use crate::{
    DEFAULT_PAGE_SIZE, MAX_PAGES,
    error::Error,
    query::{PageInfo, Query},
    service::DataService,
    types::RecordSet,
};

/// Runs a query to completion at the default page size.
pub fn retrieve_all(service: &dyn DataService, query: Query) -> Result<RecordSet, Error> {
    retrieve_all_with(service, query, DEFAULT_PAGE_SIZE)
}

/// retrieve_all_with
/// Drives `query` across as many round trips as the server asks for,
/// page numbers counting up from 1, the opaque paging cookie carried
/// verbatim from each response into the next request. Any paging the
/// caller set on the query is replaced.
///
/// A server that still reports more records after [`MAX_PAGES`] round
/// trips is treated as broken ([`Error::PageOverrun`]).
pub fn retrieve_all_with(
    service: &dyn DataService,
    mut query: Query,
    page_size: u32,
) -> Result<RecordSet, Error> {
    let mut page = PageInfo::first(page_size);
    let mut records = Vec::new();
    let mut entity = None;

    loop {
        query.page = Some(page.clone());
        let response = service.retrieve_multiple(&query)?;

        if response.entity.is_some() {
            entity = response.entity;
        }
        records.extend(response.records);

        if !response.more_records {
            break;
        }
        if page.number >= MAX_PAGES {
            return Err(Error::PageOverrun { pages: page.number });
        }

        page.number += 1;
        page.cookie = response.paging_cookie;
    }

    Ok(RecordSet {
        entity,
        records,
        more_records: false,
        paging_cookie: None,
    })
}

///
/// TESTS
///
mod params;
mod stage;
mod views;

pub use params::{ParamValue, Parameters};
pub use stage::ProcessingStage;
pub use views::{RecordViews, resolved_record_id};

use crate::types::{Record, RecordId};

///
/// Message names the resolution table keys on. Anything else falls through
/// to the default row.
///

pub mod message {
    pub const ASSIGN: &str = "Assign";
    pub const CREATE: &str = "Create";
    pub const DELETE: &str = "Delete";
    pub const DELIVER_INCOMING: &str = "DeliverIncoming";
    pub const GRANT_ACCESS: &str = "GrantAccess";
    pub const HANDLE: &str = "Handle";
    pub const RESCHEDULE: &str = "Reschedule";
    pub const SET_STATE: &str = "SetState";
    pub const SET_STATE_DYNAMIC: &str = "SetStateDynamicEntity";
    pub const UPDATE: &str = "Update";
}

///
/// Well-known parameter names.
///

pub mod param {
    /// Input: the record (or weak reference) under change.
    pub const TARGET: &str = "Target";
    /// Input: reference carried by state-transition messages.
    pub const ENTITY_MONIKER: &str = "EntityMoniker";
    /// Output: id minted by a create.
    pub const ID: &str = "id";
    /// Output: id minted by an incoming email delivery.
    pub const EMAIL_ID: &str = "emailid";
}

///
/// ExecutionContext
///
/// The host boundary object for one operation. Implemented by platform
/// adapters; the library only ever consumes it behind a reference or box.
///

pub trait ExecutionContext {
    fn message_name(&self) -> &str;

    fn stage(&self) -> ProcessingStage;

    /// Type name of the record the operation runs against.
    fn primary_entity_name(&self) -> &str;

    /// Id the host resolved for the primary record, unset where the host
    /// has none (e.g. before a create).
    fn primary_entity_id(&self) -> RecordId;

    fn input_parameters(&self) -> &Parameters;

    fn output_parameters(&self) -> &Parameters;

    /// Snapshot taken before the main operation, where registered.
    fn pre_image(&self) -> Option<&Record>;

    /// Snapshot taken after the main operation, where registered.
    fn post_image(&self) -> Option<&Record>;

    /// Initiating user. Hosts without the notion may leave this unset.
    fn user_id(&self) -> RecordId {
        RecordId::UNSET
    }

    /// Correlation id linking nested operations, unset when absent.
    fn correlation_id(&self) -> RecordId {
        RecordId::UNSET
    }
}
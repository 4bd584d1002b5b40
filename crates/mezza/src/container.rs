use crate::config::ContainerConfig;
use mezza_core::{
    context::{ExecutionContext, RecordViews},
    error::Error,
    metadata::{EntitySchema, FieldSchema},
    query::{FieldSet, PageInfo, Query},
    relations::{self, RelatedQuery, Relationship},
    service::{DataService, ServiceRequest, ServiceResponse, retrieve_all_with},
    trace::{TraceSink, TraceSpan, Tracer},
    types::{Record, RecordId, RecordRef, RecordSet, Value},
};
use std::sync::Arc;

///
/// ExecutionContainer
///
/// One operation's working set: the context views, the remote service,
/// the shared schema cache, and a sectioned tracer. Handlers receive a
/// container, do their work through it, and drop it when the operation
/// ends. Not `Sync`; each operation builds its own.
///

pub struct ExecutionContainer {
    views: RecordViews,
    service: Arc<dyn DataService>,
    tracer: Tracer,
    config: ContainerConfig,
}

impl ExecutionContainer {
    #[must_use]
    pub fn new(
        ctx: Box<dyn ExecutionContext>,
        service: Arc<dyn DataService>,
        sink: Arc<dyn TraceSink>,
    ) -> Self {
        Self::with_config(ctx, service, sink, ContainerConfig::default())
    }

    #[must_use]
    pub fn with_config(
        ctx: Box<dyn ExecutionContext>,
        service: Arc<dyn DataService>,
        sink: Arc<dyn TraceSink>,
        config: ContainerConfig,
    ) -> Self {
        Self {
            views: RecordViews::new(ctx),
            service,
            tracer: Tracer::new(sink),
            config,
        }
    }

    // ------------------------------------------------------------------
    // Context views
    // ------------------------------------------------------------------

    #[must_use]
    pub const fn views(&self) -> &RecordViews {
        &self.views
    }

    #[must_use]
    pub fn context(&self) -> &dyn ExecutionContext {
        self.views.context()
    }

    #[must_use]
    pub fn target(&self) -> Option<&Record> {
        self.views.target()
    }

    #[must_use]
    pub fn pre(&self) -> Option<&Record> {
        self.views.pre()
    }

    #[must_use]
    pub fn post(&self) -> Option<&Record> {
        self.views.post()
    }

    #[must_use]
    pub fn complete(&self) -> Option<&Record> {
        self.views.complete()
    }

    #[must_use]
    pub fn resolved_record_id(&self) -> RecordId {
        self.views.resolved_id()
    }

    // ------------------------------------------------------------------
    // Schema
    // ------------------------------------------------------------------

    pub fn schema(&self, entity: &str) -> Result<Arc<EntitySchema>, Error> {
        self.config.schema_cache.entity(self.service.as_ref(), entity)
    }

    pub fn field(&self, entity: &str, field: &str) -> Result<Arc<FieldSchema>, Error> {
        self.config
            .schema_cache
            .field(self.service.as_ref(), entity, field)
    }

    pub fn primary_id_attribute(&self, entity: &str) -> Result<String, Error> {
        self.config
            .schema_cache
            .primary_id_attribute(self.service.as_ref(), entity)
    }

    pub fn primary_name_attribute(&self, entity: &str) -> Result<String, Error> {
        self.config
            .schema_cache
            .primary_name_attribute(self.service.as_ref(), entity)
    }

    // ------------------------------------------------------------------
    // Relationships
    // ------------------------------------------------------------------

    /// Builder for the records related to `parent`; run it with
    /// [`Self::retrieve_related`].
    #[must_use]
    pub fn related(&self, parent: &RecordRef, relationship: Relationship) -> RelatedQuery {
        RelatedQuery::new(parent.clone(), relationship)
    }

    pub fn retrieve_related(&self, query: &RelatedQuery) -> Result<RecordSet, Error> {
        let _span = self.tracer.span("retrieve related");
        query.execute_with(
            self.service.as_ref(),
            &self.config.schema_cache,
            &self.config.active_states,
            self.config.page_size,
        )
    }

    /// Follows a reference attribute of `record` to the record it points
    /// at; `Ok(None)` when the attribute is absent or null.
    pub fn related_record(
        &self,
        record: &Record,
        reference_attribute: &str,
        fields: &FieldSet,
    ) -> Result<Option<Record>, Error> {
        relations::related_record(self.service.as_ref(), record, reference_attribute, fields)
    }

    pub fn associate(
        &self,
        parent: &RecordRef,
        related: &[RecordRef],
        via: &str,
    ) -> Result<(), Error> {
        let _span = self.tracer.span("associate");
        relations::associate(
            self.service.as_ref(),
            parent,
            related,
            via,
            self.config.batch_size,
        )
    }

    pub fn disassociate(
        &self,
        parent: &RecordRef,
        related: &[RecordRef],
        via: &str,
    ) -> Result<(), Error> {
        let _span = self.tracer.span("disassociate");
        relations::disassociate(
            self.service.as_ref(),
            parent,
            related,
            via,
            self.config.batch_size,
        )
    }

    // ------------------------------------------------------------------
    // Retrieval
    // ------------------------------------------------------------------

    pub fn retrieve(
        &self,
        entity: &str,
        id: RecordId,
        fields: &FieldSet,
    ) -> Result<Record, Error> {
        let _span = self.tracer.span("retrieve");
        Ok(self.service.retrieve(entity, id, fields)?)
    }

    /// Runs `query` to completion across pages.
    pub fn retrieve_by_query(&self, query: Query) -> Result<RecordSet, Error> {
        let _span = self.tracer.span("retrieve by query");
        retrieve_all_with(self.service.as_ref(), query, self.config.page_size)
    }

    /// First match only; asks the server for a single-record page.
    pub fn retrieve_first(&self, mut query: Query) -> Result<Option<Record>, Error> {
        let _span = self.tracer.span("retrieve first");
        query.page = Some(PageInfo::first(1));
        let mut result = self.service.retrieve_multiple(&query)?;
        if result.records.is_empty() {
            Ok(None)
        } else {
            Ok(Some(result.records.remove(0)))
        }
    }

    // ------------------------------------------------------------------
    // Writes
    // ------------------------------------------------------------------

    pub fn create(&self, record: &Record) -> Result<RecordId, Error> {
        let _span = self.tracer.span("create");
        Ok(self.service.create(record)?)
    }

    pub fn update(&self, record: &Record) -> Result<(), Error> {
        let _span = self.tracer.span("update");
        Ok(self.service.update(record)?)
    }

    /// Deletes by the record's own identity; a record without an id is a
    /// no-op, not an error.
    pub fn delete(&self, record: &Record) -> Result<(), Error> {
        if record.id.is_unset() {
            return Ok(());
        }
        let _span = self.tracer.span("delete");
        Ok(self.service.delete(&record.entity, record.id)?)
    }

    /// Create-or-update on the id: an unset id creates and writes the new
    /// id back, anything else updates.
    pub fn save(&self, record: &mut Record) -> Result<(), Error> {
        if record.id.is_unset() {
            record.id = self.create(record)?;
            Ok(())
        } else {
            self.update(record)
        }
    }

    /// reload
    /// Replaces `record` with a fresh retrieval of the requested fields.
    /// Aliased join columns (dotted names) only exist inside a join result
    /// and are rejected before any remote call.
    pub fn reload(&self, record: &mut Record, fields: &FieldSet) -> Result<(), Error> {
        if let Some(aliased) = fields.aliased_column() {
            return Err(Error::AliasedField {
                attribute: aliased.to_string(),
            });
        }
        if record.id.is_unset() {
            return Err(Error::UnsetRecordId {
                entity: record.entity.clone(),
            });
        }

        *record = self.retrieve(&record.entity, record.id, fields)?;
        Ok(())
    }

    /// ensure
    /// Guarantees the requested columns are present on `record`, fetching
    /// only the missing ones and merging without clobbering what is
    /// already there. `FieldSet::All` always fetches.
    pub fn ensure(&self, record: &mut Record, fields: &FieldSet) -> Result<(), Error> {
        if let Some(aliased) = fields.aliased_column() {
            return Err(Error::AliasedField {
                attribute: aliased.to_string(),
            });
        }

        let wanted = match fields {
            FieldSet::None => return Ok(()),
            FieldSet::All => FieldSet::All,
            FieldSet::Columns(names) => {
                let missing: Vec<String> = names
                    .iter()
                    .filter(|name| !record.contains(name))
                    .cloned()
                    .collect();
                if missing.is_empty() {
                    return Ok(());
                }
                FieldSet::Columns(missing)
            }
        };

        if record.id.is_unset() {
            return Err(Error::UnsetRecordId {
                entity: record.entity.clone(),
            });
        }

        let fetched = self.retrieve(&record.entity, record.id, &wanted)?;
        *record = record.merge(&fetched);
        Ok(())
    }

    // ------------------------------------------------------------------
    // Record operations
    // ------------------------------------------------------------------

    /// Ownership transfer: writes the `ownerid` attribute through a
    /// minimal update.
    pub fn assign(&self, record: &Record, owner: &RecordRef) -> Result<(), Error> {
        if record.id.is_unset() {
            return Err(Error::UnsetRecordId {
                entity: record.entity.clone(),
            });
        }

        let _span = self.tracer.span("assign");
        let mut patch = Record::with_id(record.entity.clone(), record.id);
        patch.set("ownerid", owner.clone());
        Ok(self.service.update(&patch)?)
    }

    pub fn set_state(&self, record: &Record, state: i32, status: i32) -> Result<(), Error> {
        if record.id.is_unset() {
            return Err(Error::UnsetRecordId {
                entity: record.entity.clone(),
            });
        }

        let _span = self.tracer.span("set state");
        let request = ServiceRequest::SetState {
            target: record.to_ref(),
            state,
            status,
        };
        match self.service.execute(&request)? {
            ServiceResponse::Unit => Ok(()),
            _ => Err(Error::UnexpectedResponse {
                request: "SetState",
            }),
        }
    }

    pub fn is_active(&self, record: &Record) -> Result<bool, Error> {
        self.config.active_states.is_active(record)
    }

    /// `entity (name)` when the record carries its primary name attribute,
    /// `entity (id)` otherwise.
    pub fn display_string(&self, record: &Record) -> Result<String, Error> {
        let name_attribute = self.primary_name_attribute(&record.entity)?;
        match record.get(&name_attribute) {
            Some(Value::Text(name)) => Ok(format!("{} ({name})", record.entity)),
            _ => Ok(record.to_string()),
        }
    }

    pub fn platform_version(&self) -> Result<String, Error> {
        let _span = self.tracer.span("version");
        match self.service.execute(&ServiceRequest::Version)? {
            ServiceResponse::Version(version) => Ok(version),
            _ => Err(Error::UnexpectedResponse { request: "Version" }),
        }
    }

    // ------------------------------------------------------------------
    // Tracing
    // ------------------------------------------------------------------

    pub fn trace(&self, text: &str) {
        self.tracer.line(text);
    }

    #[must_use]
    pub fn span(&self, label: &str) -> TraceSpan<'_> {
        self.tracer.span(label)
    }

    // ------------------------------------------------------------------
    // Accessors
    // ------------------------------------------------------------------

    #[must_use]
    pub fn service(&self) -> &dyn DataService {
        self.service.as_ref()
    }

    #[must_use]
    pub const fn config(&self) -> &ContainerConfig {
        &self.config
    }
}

▬▬▬▬▬▬▬▬▬▬

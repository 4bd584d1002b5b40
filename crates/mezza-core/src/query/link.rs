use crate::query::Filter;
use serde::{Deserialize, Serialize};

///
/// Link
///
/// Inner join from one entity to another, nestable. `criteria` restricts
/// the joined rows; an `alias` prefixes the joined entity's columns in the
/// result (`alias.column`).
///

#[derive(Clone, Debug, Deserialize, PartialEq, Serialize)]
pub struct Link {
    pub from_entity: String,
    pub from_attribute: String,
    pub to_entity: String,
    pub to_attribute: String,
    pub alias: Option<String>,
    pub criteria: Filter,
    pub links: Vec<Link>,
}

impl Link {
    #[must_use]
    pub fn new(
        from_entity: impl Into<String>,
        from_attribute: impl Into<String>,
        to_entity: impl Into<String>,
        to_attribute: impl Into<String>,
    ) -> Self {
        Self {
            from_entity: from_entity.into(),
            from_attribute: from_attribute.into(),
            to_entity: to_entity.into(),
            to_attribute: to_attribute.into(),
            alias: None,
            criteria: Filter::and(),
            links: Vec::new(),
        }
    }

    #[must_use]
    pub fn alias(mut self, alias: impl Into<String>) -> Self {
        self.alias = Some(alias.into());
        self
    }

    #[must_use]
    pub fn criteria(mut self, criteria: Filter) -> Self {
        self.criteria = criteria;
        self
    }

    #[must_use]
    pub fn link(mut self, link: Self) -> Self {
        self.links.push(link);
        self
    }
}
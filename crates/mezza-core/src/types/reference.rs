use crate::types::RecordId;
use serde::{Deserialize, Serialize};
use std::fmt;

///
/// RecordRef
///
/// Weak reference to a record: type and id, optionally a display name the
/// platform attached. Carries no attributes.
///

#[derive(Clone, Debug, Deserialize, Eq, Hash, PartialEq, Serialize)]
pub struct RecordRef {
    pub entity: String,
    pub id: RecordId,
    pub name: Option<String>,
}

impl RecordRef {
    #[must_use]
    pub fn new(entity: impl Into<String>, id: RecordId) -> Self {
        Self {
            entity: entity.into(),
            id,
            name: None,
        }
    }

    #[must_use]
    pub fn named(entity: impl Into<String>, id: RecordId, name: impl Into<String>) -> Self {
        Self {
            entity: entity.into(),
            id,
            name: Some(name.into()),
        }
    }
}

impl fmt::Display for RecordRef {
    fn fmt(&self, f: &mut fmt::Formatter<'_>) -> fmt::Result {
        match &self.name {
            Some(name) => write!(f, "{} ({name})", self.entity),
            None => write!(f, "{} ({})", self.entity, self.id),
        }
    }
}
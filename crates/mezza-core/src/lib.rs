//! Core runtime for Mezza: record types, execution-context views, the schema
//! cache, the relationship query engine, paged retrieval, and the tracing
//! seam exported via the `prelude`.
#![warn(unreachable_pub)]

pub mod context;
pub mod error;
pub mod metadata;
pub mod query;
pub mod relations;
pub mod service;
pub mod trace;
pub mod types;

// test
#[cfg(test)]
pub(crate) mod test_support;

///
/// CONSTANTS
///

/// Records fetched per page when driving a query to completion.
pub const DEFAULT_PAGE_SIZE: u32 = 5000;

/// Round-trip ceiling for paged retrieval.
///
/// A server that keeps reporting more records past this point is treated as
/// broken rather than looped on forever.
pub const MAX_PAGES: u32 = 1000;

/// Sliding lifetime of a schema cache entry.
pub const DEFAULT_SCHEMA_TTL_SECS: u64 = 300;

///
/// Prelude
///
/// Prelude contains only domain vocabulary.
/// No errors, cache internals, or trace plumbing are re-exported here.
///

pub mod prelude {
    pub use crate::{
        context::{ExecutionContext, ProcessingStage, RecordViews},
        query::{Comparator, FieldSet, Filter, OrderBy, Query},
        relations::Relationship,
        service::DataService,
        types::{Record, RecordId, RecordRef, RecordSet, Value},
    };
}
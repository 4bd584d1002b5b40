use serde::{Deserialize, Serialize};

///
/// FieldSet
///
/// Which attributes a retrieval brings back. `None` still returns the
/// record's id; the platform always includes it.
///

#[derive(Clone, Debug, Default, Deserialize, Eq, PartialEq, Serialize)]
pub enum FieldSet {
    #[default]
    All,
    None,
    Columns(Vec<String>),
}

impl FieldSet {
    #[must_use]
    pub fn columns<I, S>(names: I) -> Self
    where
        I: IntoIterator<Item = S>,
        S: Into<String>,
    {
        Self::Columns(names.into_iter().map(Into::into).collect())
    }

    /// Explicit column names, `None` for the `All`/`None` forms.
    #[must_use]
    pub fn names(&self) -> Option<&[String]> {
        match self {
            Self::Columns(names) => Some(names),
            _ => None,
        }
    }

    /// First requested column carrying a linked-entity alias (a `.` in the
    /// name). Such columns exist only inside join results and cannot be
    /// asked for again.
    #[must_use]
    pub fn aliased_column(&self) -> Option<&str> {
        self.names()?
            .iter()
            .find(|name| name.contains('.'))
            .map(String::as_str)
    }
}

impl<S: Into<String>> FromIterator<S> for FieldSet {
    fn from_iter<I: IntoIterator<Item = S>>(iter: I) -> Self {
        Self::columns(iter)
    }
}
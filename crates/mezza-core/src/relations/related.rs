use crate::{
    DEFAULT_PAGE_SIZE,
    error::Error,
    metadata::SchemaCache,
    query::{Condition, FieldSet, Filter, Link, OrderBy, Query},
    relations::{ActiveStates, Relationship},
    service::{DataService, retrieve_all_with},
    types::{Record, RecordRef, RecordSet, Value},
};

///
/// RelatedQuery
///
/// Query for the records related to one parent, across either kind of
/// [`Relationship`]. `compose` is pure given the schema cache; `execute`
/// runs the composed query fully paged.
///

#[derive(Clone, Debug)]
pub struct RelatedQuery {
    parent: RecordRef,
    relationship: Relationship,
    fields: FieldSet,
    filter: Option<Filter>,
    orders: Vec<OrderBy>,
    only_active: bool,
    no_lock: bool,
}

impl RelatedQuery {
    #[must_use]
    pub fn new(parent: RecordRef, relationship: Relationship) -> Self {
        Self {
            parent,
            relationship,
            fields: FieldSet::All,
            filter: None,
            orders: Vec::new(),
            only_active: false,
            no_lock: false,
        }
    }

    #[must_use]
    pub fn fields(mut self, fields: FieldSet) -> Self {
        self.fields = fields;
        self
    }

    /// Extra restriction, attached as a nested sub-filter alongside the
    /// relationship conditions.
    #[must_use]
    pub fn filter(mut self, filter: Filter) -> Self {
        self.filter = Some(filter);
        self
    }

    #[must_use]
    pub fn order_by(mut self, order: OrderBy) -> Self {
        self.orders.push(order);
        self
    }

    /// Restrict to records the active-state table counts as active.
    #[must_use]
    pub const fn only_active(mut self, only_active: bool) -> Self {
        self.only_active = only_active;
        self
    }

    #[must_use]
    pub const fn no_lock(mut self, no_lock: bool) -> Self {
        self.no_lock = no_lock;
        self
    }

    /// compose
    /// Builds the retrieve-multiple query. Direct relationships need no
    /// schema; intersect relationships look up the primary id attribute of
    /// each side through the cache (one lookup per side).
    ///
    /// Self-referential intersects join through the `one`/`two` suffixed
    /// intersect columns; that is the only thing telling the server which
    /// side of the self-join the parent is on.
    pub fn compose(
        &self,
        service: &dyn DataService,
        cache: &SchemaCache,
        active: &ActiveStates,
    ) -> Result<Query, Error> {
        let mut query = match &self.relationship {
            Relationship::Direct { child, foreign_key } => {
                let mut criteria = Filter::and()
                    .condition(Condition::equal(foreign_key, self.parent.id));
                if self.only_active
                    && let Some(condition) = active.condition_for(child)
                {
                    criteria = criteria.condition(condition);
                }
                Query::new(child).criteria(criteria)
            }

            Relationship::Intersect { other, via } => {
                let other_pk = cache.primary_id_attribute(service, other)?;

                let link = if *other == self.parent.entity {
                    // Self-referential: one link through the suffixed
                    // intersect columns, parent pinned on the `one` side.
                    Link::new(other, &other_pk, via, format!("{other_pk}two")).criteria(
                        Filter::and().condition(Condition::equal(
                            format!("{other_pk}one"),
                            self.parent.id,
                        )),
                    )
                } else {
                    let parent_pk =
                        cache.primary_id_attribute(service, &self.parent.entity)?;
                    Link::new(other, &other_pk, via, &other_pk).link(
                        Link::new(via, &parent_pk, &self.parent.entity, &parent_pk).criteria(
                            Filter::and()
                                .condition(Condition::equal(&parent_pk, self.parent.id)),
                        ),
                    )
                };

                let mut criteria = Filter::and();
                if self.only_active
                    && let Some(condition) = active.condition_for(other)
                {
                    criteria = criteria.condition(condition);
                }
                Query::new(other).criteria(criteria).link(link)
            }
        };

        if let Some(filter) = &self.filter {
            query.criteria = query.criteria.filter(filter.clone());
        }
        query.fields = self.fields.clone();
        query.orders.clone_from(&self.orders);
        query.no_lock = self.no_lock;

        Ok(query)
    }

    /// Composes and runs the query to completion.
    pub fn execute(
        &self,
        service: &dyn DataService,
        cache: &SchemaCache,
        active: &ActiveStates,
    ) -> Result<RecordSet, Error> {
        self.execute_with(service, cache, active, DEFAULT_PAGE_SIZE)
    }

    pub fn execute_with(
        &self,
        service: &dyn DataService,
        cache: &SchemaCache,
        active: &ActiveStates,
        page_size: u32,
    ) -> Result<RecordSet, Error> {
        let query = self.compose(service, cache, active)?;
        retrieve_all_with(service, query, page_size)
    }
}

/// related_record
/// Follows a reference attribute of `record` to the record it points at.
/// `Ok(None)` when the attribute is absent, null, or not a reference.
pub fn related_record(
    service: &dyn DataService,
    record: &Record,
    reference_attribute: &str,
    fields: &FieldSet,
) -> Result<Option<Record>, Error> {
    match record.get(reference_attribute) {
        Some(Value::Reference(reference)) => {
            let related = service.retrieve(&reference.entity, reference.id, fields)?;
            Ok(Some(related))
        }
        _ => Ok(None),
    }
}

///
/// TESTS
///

▬▬▬▬▬▬▬▬▬▬

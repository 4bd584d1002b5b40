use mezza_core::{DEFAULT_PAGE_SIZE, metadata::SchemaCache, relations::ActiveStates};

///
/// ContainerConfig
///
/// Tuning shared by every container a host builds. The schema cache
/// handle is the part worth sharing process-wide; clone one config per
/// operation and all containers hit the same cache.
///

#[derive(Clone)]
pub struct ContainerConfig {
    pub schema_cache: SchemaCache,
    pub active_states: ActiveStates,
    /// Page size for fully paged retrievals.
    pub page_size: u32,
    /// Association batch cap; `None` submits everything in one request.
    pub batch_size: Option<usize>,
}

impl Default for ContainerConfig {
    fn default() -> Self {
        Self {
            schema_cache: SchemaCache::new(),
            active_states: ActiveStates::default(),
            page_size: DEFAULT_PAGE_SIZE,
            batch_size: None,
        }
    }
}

▬▬▬▬▬▬▬▬▬▬

#### Task
Out of the material above, gather each line where "attributes" appears.

#### Solution to this problem
/// platform attached. Carries no attributes.
/// Which attributes a retrieval brings back. `None` still returns the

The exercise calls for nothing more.